Prevotellaceae_UCG-003 and
Bacteroidales_RF16_group are closely related to carbohydrate metabolism, with the genus
Prevotella optimizing energy utilization efficiency through branched-chain amino acid metabolism and propionate production, directly contributing to improved ADG [
34]. Additionally,
Rikenellaceae_RC9_gut_group may improve intestinal barrier function by regulating lipid metabolism and exerting anti-inflammatory effects, thus reducing pathogen colonization [
40]. These microbial groups, through their synergistic actions, enhance the digestion and absorption of nutrients while increasing antioxidant and immune-regulating functions, thereby promoting goat growth performance [
27,
41]. In summary, cecropin achieves dual optimization of host growth performance and metabolic health by reshaping the functional network of the rumen microbiota, providing significant theoretical support for antibiotic replacement strategies.

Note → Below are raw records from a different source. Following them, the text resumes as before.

use std::fmt;

use serde::{Deserialize, Serialize};

use crate::error::{SnakeError, SnakeResult};
use crate::games::clock::{Clock, SystemClock};
use crate::games::SessionRng;
use crate::{log, log_warn, PlayerId};
use super::driver::{initial_deltas, run_tick};
use super::engine::{Intents, StepContext};
use super::render::{status_labels, tick_delay_ms, RenderDelta, StatusLabel};
use super::settings::{Rules, SimulationConfig};
use super::state::WorldState;
use super::types::Direction;

/// Signals consumed before a tick runs.
#[derive(Clone, Copy, Debug, PartialEq, Eq)]
pub enum Control {
    TogglePause,
    Quit,
}

#[derive(Clone, Copy, Debug, PartialEq, Eq)]
enum Phase {
    Running,
    Paused,
    Ended,
}

#[derive(Clone, Debug, PartialEq, Eq, Serialize, Deserialize)]
pub struct ScoreEntry {
    pub player: PlayerId,
    pub score: u32,
    pub alive: bool,
}

/// Scores ranked by score descending; equal scores rank the lower id first.
#[derive(Clone, Debug, PartialEq, Eq, Serialize, Deserialize)]
pub struct FinalScores {
    pub ranking: Vec<ScoreEntry>,
}

impl FinalScores {
    pub fn from_state(state: &WorldState) -> Self {
        let mut ranking: Vec<ScoreEntry> = state
            .players
            .iter()
            .map(|p| ScoreEntry {
                player: p.id(),
                score: p.score,
                alive: p.is_alive(),
            })
            .collect();
        ranking.sort_by(|a, b| b.score.cmp(&a.score).then(a.player.cmp(&b.player)));
        Self { ranking }
    }

    pub fn winner(&self) -> Option<&ScoreEntry> {
        self.ranking.first()
    }

    pub fn scores(&self) -> Vec<u32> {
        self.ranking.iter().map(|entry| entry.score).collect()
    }

    pub fn score_of(&self, player: PlayerId) -> Option<u32> {
        self.ranking
            .iter()
            .find(|entry| entry.player == player)
            .map(|entry| entry.score)
    }
}

impl fmt::Display for FinalScores {
    fn fmt(&self, f: &mut fmt::Formatter<'_>) -> fmt::Result {
        if let [solo] = self.ranking.as_slice() {
            return writeln!(f, "FINAL SCORE = {}", solo.score);
        }

        writeln!(f, "FINAL SCORES:")?;
        for (rank, entry) in self.ranking.iter().enumerate() {
            writeln!(f, "{}: {} with Score = {}", rank + 1, entry.player, entry.score)?;
        }
        if self.ranking.len() > 1
            && let Some(winner) = self.winner()
        {
            writeln!(f)?;
            writeln!(f, "{} YOU ARE THE WINNER!!", winner.player.to_string().to_uppercase())?;
        }
        Ok(())
    }
}

#[derive(Clone, Debug, PartialEq, Eq)]
pub enum SessionStatus {
    Continuing,
    Paused,
    Ended { final_scores: FinalScores },
}

/// Owns the world between ticks and decides when the game is over.
pub struct GameSession<C: Clock = SystemClock> {
    config: SimulationConfig,
    rules: Rules,
    state: WorldState,
    rng: SessionRng,
    clock: C,
    phase: Phase,
    tick_count: u64,
}

impl GameSession<SystemClock> {
    pub fn new(config: SimulationConfig) -> SnakeResult<Self> {
        Self::with_clock(config, SystemClock::new())
    }
}

impl<C: Clock> GameSession<C> {
    /// Validates `config` and spawns the starting snakes and foods.
    pub fn with_clock(config: SimulationConfig, clock: C) -> SnakeResult<Self> {
        let rules = Rules::try_from(&config)?;
        let mut rng = match config.seed {
            Some(seed) => SessionRng::new(seed),
            None => SessionRng::from_random(),
        };
        let state = WorldState::spawn(&rules, config.player_count, clock.now(), &mut rng)?;

        log!(
            "Session started: {} player(s) on {}x{} grid, {:?} borders, seed {}",
            config.player_count,
            config.grid_rows,
            config.grid_cols,
            config.boundary_mode,
            rng.seed()
        );

        Ok(Self::assemble(config, rules, state, rng, clock))
    }

    /// Resumes from a prepared world instead of spawning a new one.
    pub fn from_state(config: SimulationConfig, state: WorldState, clock: C, seed: u64) -> SnakeResult<Self> {
        let rules = Rules::try_from(&config)?;
        if state.players.len() != config.player_count {
            return Err(SnakeError::InvalidConfiguration(format!(
                "world has {} players but the configuration expects {}",
                state.players.len(),
                config.player_count
            )));
        }
        for (idx, player) in state.players.iter().enumerate() {
            if player.id() != PlayerId::new(idx) {
                return Err(SnakeError::InvalidConfiguration(format!(
                    "player at slot {} carries id {}",
                    idx,
                    player.id().index()
                )));
            }
            for cell in player.snake.body.iter().chain(player.food.iter().map(|f| &f.position)) {
                rules.grid.check(*cell)?;
            }
        }

        Ok(Self::assemble(config, rules, state, SessionRng::new(seed), clock))
    }

    fn assemble(config: SimulationConfig, rules: Rules, state: WorldState, rng: SessionRng, clock: C) -> Self {
        let phase = if state.game_over { Phase::Ended } else { Phase::Running };
        Self {
            config,
            rules,
            state,
            rng,
            clock,
            phase,
            tick_count: 0,
        }
    }

    pub fn config(&self) -> &SimulationConfig {
        &self.config
    }

    pub fn rules(&self) -> &Rules {
        &self.rules
    }

    pub fn state(&self) -> &WorldState {
        &self.state
    }

    pub fn seed(&self) -> u64 {
        self.rng.seed()
    }

    pub fn tick_count(&self) -> u64 {
        self.tick_count
    }

    pub fn is_paused(&self) -> bool {
        self.phase == Phase::Paused
    }

    pub fn is_ended(&self) -> bool {
        self.phase == Phase::Ended
    }

    pub fn status(&self) -> SessionStatus {
        match self.phase {
            Phase::Running => SessionStatus::Continuing,
            Phase::Paused => SessionStatus::Paused,
            Phase::Ended => SessionStatus::Ended {
                final_scores: self.final_scores(),
            },
        }
    }

    pub fn final_scores(&self) -> FinalScores {
        FinalScores::from_state(&self.state)
    }

    /// Queues an intent for the next tick. Ignored while paused or ended.
    pub fn queue_intent(&mut self, player: PlayerId, direction: Direction) {
        if self.phase != Phase::Running {
            return;
        }
        if let Some(p) = self.state.player_mut(player) {
            p.snake.queue_direction(direction);
        }
    }

    pub fn apply_control(&mut self, control: Control) -> SessionStatus {
        match (control, self.phase) {
            (_, Phase::Ended) => {}
            (Control::TogglePause, Phase::Running) => {
                self.phase = Phase::Paused;
                log!("Session paused at tick {}", self.tick_count);
            }
            (Control::TogglePause, Phase::Paused) => {
                self.phase = Phase::Running;
                log!("Session resumed at tick {}", self.tick_count);
            }
            (Control::Quit, _) => {
                self.end("quit requested");
            }
        }
        self.status()
    }

    /// Advances the world one tick. Paused and ended sessions return no
    /// deltas and leave the world untouched. A failing tick ends the session
    /// and the error is handed back.
    pub fn tick(&mut self, intents: &Intents) -> SnakeResult<(Vec<RenderDelta>, SessionStatus)> {
        if self.phase != Phase::Running {
            return Ok((Vec::new(), self.status()));
        }

        let mut ctx = StepContext {
            rules: &self.rules,
            now: self.clock.now(),
            rng: &mut self.rng,
        };

        let report = match run_tick(&self.state, intents, &mut ctx) {
            Ok(report) => report,
            Err(err) => {
                log_warn!("Tick {} failed: {}", self.tick_count + 1, err);
                self.state.game_over = true;
                self.end("tick failed");
                return Err(err);
            }
        };

        self.state = report.state;
        self.tick_count += 1;
        if report.should_end {
            self.end("no snakes left");
        }

        Ok((report.deltas, self.status()))
    }

    fn end(&mut self, why: &str) {
        if self.phase == Phase::Ended {
            return;
        }
        self.phase = Phase::Ended;
        let scores = self.final_scores();
        log!(
            "Session ended after {} ticks ({}). Scores: {:?}",
            self.tick_count,
            why,
            scores.scores()
        );
    }

    pub fn initial_deltas(&self) -> Vec<RenderDelta> {
        initial_deltas(&self.state)
    }

    pub fn status_labels(&self) -> Vec<StatusLabel> {
        status_labels(self.rules.grid.rows(), self.rules.grid.cols(), &self.state.scores())
    }

    pub fn tick_delay_ms(&self) -> u64 {
        tick_delay_ms(self.state.longest_snake_len(), self.config.base_speed)
    }
}
/// Commits queued intents and computes every live snake's next head, with
/// the border rule already applied.
fn advance_phase(state: &mut WorldState, intents: &Intents, rules: &Rules) -> SnakeResult<Vec<Option<Advance>>> {
    let mut advances = Vec::with_capacity(state.players.len());

    for player in state.players.iter_mut() {
        if !player.is_alive() {
            advances.push(None);
            continue;
        }

        if let Some(Some(direction)) = intents.get(&player.id()) {
            player.snake.queue_direction(*direction);
        }
        let direction = player.snake.take_direction();

        let Some(raw_head) = player.snake.advance(direction) else {
            advances.push(None);
            continue;
        };
        if cfg!(debug_assertions) {
            rules.grid.check(raw_head)?;
        }

        let wrapped = rules.grid.wrap_or_die(raw_head, rules.boundary_mode);
        advances.push(Some(Advance {
            head: wrapped.coord,
            off_board: wrapped.died,
        }));
    }

    Ok(advances)
}

/// First matching cause per snake: border, own body, then other snakes in
/// id order. Nothing is mutated until every snake has been judged.
fn detect_deaths(state: &WorldState, advances: &[Option<Advance>]) -> Vec<Option<Death>> {
    let multiplayer = state.is_multiplayer();

    advances
        .iter()
        .enumerate()
        .map(|(idx, advance)| {
            let advance = (*advance)?;

            if advance.off_board {
                return Some(Death {
                    reason: DeathReason::BoundaryCollision,
                    credited: None,
                });
            }

            if state.players[idx].snake.occupies(&advance.head) {
                return Some(Death {
                    reason: DeathReason::SelfCollision,
                    credited: None,
                });
            }

            if !multiplayer {
                return None;
            }

            advances
                .iter()
                .enumerate()
                .filter(|(other_idx, _)| *other_idx != idx)
                .find_map(|(other_idx, other)| {
                    let other = (*other)?;
                    if other.head == advance.head {
                        Some(Death {
                            reason: DeathReason::HeadToHead,
                            credited: None,
                        })
                    } else if state.players[other_idx].snake.occupies(&advance.head) {
                        Some(Death {
                            reason: DeathReason::SnakeCollision,
                            credited: Some(other_idx),
                        })
                    } else {
                        None
                    }
                })
        })
        .collect()
}

/// Turns vacated cells into render deltas. A cell still covered by a live
/// snake is left alone; a cell holding another player's food is redrawn as
/// that food; anything else is cleared.
fn resolve_clears(state: &WorldState, vacated: &[Coordinate]) -> Vec<RenderDelta> {
    let occupied = state.occupied_cells();

    vacated
        .iter()
        .filter(|cell| !occupied.contains(cell))
        .map(|cell| match state.food_owner_at(*cell) {
            Some(owner) => RenderDelta::draw_food(*cell, owner),
            None => RenderDelta::clear(*cell),
        })
        .collect()
}
use serde::{Deserialize, Serialize};

/// Grid cell addressed as (row, column).
#[derive(Clone, Copy, Debug, PartialEq, Eq, Hash, Serialize, Deserialize)]
pub struct Coordinate {
    pub row: i32,
    pub col: i32,
}

impl Coordinate {
    pub fn new(row: i32, col: i32) -> Self {
        Self { row, col }
    }

    pub fn offset(&self, direction: Direction) -> Self {
        let (d_row, d_col) = direction.delta();
        Self::new(self.row + d_row, self.col + d_col)
    }
}

#[derive(Clone, Copy, Debug, PartialEq, Eq, Hash, Serialize, Deserialize)]
pub enum Direction {
    Up,
    Down,
    Left,
    Right,
}

impl Direction {
    pub const ALL: [Direction; 4] = [Direction::Up, Direction::Down, Direction::Left, Direction::Right];

    pub fn delta(&self) -> (i32, i32) {
        match self {
            Direction::Up => (-1, 0),
            Direction::Down => (1, 0),
            Direction::Left => (0, -1),
            Direction::Right => (0, 1),
        }
    }

    pub fn opposite(&self) -> Direction {
        match self {
            Direction::Up => Direction::Down,
            Direction::Down => Direction::Up,
            Direction::Left => Direction::Right,
            Direction::Right => Direction::Left,
        }
    }

    pub fn is_opposite(&self, other: &Direction) -> bool {
        self.opposite() == *other
    }
}

/// What happens when a head lands on the border frame.
#[derive(Clone, Copy, Debug, Default, PartialEq, Eq, Serialize, Deserialize)]
pub enum BoundaryMode {
    /// Re-enter from the opposite interior edge.
    #[default]
    Wrap,
    Death,
}

#[derive(Clone, Copy, Debug, PartialEq, Eq, Serialize, Deserialize)]
pub enum DeathReason {
    BoundaryCollision,
    SelfCollision,
    SnakeCollision,
    HeadToHead,
}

In addition to the biological findings, the practical implications of cecropin supplementation for livestock production warrant consideration. Cecropin, as a type of AMP, offers a promising alternative to traditional antibiotics due to its broad-spectrum antimicrobial activity and low likelihood of inducing resistance. However, the cost-effectiveness and feasibility of large-scale application in commercial farming systems require further evaluation. Currently, the cost of synthesizing cecropins remains relatively high, which may limit their immediate adoption; advances in recombinant expression and peptide production technologies may help reduce costs in the future. Moreover, the risk of resistance development, though lower than that of conventional antibiotics, should still be monitored through long-term use studies. Regarding experimental conditions, all goats were raised under identical housing, feeding, and management environments to minimize the influence of external factors. Nevertheless, future studies across different farm settings and seasons will help validate the consistency and robustness of the observed effects.
It should be noted that the relatively small sample size (n = 6 per group) may limit the statistical power of the study, particularly in detecting subtle effects on microbial taxa and physiological parameters. While several significant differences were observed, these findings should be interpreted with caution and validated in larger-scale trials. Future studies with expanded sample sizes are warranted to confirm the reproducibility and generalizability of these results.